14. In view of the above principles laid down by the Hon'ble Supreme Court in various judgments it clearly transpires that the judicial review of administrative action or of proportionality of punishment is permissible only if the decision of the decision maker is found to be illegal, unreasonable, irrational or suffering from any procedural impropriety, and that the High Court in exercise of jurisdiction under Article 226 or 227 should not interfere with the legal orders of Administrative Authorities. So far as the facts of the present case are concerned, as stated hereinabove, Respondent No. 3 - the CEGAT has upheld the order of Respondent No. 2, revoking the licence of the Petitioner as CHA on the ground of Petitioner having committed breach of statutory regulations and the misconduct by misusing its licence. In the opinion of this Court, once the decision of the Respondent Authorities that the Petitioner committed violation of statutory regulations and the misconduct is found to be within the (5 of 5) [CUSTA-1/2009] legal parameters, all the legal consequences as a result of such violation and the breach have to follow. The case of the Petitioner being the case of contravention of said regulations and misuse of license as CHA, the Respondent Authorities have rightly revoked the license of the Petitioner. The said decision having been arrived at by the Respondents, after taking into consideration all relevant material and the said Regulations, and after following the due process of law, it could not be said that the said decision was illegal, unreasonable, perverse or irrational. Under the circumstances, it could also be not said that the punishment of revocation of licence was a harsh punishment or the punishment dehors the doctrine of proportionality. The Petitioner having failed to point out any perversity or unreasonableness on the part of Respondent Authorities warranting judicial intervention, this Court does not find any merits in the present petition."

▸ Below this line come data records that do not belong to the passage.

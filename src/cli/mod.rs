use anyhow::{Context, Result};
use chrono::{Local, NaiveDate};
use clap::{Parser, Subcommand};

use crate::application::LedgerService;
use crate::domain::{
    CategoryId, DATE_FORMAT, Expense, ExpenseUpdate, earliest_storable_date, format_amount,
    format_cents, latest_storable_date, parse_cents,
};

/// Expense Ledger - personal expense tracker
#[derive(Parser)]
#[command(name = "expense-ledger")]
#[command(about = "Record, update and summarize categorized expenses in a local SQLite file")]
#[command(version)]
pub struct Cli {
    /// Database file path
    #[arg(short, long, default_value = "expense_tracker.db")]
    pub database: String,

    /// Enable verbose (debug) logging on stderr
    #[arg(short, long, global = true)]
    pub verbose: bool,

    #[command(subcommand)]
    pub command: Commands,
}

#[derive(Subcommand)]
pub enum Commands {
    /// Create the database and default categories (safe to repeat)
    Init,

    /// List categories
    Categories,

    /// Record a new expense
    Add {
        /// Amount spent (e.g., "25.50" or "25")
        amount: String,

        /// Date of the expense (YYYY-MM-DD, defaults to today)
        #[arg(long)]
        date: Option<String>,

        /// Category id or name (e.g., "1" or "food")
        #[arg(short, long)]
        category: Option<String>,
    },

    /// Change fields of an existing expense
    Update {
        /// Expense ID
        id: i64,

        /// New date (YYYY-MM-DD)
        #[arg(long)]
        date: Option<String>,

        /// New category id or name
        #[arg(short, long)]
        category: Option<String>,

        /// New amount; "0" is a valid amount
        #[arg(short, long)]
        amount: Option<String>,
    },

    /// Delete an expense
    Delete {
        /// Expense ID
        id: i64,
    },

    /// List expenses, optionally within a date range (inclusive)
    List {
        /// Start date (YYYY-MM-DD)
        #[arg(long)]
        from: Option<String>,

        /// End date (YYYY-MM-DD)
        #[arg(long)]
        to: Option<String>,
    },

    /// Show total spending per category
    Summary {
        /// Output format: table, json, csv
        #[arg(short, long, default_value = "table")]
        format: String,
    },

    /// Export expenses to CSV or JSON
    Export {
        /// Start date (YYYY-MM-DD)
        #[arg(long)]
        from: Option<String>,

        /// End date (YYYY-MM-DD)
        #[arg(long)]
        to: Option<String>,

        /// Output file (stdout if omitted)
        #[arg(short, long)]
        output: Option<String>,

        /// Format: csv, json
        #[arg(short, long, default_value = "csv")]
        format: String,
    },
}

impl Cli {
    pub async fn run(self) -> Result<()> {
        match self.command {
            Commands::Init => {
                let service = LedgerService::init(&self.database).await?;
                let categories = service.list_categories().await?;
                println!(
                    "Database initialized: {} ({} categories)",
                    self.database,
                    categories.len()
                );
                service.close().await;
            }

            Commands::Categories => {
                let service = connect(&self.database).await?;
                println!("{:>4}  {}", "ID", "CATEGORY");
                println!("{}", "-".repeat(24));
                for category in service.list_categories().await? {
                    println!("{:>4}  {}", category.category_id, category.category_name);
                }
                service.close().await;
            }

            Commands::Add {
                amount,
                date,
                category,
            } => {
                let service = LedgerService::init(&self.database).await?;
                let amount =
                    parse_cents(&amount).context("Invalid amount format. Use '25.50' or '25'")?;
                let date = match date {
                    Some(date_str) => parse_date(&date_str)?,
                    None => Local::now().date_naive(),
                };
                let category_id = match category {
                    Some(category) => Some(resolve_category(&service, &category).await?),
                    None => None,
                };

                let id = service.record_expense(date, category_id, amount).await?;
                println!(
                    "Recorded expense {}: {} on {}",
                    id,
                    format_cents(amount),
                    date.format(DATE_FORMAT)
                );
                service.close().await;
            }

            Commands::Update {
                id,
                date,
                category,
                amount,
            } => {
                let service = LedgerService::init(&self.database).await?;
                let mut update = ExpenseUpdate::new();
                if let Some(date_str) = date {
                    update = update.with_date(parse_date(&date_str)?);
                }
                if let Some(category) = category {
                    update = update.with_category(resolve_category(&service, &category).await?);
                }
                if let Some(amount) = amount {
                    update = update.with_amount(
                        parse_cents(&amount)
                            .context("Invalid amount format. Use '25.50' or '25'")?,
                    );
                }

                if update.is_empty() {
                    println!("Nothing to update (use --date, --category or --amount)");
                } else if service.update_expense(id, update).await? == 0 {
                    println!("No expense with ID {}", id);
                } else {
                    println!("Updated expense {}", id);
                }
                service.close().await;
            }

            Commands::Delete { id } => {
                let service = LedgerService::init(&self.database).await?;
                if service.delete_expense(id).await? == 0 {
                    println!("No expense with ID {}", id);
                } else {
                    println!("Deleted expense {}", id);
                }
                service.close().await;
            }

            Commands::List { from, to } => {
                let service = connect(&self.database).await?;
                let expenses = match parse_date_range(from, to)? {
                    Some((from, to)) => service.get_expenses_by_date_range(from, to).await?,
                    None => service.list_expenses().await?,
                };
                print_expenses(&expenses);
                service.close().await;
            }

            Commands::Summary { format } => {
                let service = connect(&self.database).await?;
                run_summary_command(&service, &format).await?;
                service.close().await;
            }

            Commands::Export {
                from,
                to,
                output,
                format,
            } => {
                let service = connect(&self.database).await?;
                let range = parse_date_range(from, to)?;
                run_export_command(&service, range, output.as_deref(), &format).await?;
                service.close().await;
            }
        }

        Ok(())
    }
}

async fn connect(database: &str) -> Result<LedgerService> {
    LedgerService::connect(database).await.with_context(|| {
        format!(
            "Could not open '{}'. Run 'expense-ledger init' first",
            database
        )
    })
}

/// Accept either a numeric category id or a category name.
async fn resolve_category(service: &LedgerService, value: &str) -> Result<CategoryId> {
    match value.trim().parse::<CategoryId>() {
        Ok(id) => Ok(id),
        Err(_) => Ok(service.get_category_by_name(value).await?.category_id),
    }
}

fn print_expenses(expenses: &[Expense]) {
    if expenses.is_empty() {
        println!("No expenses found.");
        return;
    }

    println!("{:>6}  {:<10}  {:>8}  {:>12}", "ID", "DATE", "CATEGORY", "AMOUNT");
    println!("{}", "-".repeat(42));
    for expense in expenses {
        println!(
            "{:>6}  {:<10}  {:>8}  {:>12}",
            expense.expense_id,
            expense.date.format(DATE_FORMAT),
            expense
                .category_id
                .map(|id| id.to_string())
                .unwrap_or_else(|| "-".to_string()),
            format_amount(expense.amount)
        );
    }
}

async fn run_summary_command(service: &LedgerService, format: &str) -> Result<()> {
    match format {
        "json" => {
            let report = service.get_summary_report().await?;
            println!("{}", serde_json::to_string_pretty(&report)?);
        }
        "csv" => {
            let exporter = crate::io::Exporter::new(service);
            exporter.export_summary_csv(std::io::stdout()).await?;
        }
        "table" => {
            let report = service.get_summary_report().await?;
            if report.categories.is_empty() {
                println!("No categorized expenses.");
                return Ok(());
            }

            println!("{:<20} {:>12} {:>8}", "CATEGORY", "TOTAL", "COUNT");
            println!("{}", "-".repeat(42));
            for total in &report.categories {
                println!(
                    "{:<20} {:>12} {:>8}",
                    total.category_name,
                    format_cents(total.total_amount),
                    total.expense_count
                );
            }
            println!("{}", "-".repeat(42));
            println!("{:<20} {:>12}", "TOTAL", format_cents(report.total));
        }
        other => anyhow::bail!("Invalid format '{}'. Valid formats: table, json, csv", other),
    }
    Ok(())
}

async fn run_export_command(
    service: &LedgerService,
    range: Option<(NaiveDate, NaiveDate)>,
    output: Option<&str>,
    format: &str,
) -> Result<()> {
    use crate::io::Exporter;
    use std::fs::File;
    use std::io::{Write, stdout};

    let exporter = Exporter::new(service);

    let writer: Box<dyn Write> = match output {
        Some(path) => {
            let file = File::create(path)
                .with_context(|| format!("Failed to create output file: {}", path))?;
            Box::new(file)
        }
        None => Box::new(stdout()),
    };

    let count = match format {
        "csv" => exporter.export_expenses_csv(writer, range).await?,
        "json" => exporter.export_json(writer, range).await?.expenses.len(),
        other => anyhow::bail!("Invalid export format '{}'. Valid formats: csv, json", other),
    };

    if output.is_some() {
        eprintln!("Exported {} expenses", count);
    }
    Ok(())
}

fn parse_date(date_str: &str) -> Result<NaiveDate> {
    NaiveDate::parse_from_str(date_str.trim(), DATE_FORMAT)
        .with_context(|| format!("Invalid date format '{}'. Use YYYY-MM-DD", date_str))
}

/// Resolve optional bounds into a closed range. With neither bound there is
/// no range; a missing bound is open-ended.
fn parse_date_range(
    from: Option<String>,
    to: Option<String>,
) -> Result<Option<(NaiveDate, NaiveDate)>> {
    if from.is_none() && to.is_none() {
        return Ok(None);
    }

    let from = from
        .map(|s| parse_date(&s))
        .transpose()?
        .unwrap_or_else(earliest_storable_date);
    let to = to
        .map(|s| parse_date(&s))
        .transpose()?
        .unwrap_or_else(latest_storable_date);
    Ok(Some((from, to)))
}

#[cfg(test)]
mod tests {
    use super::*;

    #[test]
    fn test_parse_date() {
        assert_eq!(
            parse_date("2024-10-11").unwrap(),
            NaiveDate::from_ymd_opt(2024, 10, 11).unwrap()
        );
        assert!(parse_date("11/10/2024").is_err());
        assert!(parse_date("2024-02-30").is_err());
    }

    #[test]
    fn test_parse_date_range_without_bounds() {
        assert!(parse_date_range(None, None).unwrap().is_none());
    }

    #[test]
    fn test_parse_date_range_open_end() {
        let (from, to) = parse_date_range(Some("2024-10-11".into()), None)
            .unwrap()
            .unwrap();
        assert_eq!(from, NaiveDate::from_ymd_opt(2024, 10, 11).unwrap());
        assert_eq!(to, NaiveDate::from_ymd_opt(9999, 12, 31).unwrap());
    }

    #[test]
    fn test_cli_parses_update_with_zero_amount() {
        let cli = Cli::try_parse_from(["expense-ledger", "update", "3", "--amount", "0"]).unwrap();
        match cli.command {
            Commands::Update { id, amount, .. } => {
                assert_eq!(id, 3);
                assert_eq!(amount.as_deref(), Some("0"));
            }
            _ => panic!("expected update command"),
        }
    }
}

6. Taken into consideration the counsel for the appellant contended that the view taken by the Tribunal is required to be reversed in view of the licence which was granted by the competent authority to particular person with a particular purpose to be utilized by the same in sub-delegation to any person is required to be deprecated.
7. In view of the observation made by the Supreme Court as referred hereinabove the order of the Tribunal is quashed and set aside. The issue is answered in favour of department against the assessee.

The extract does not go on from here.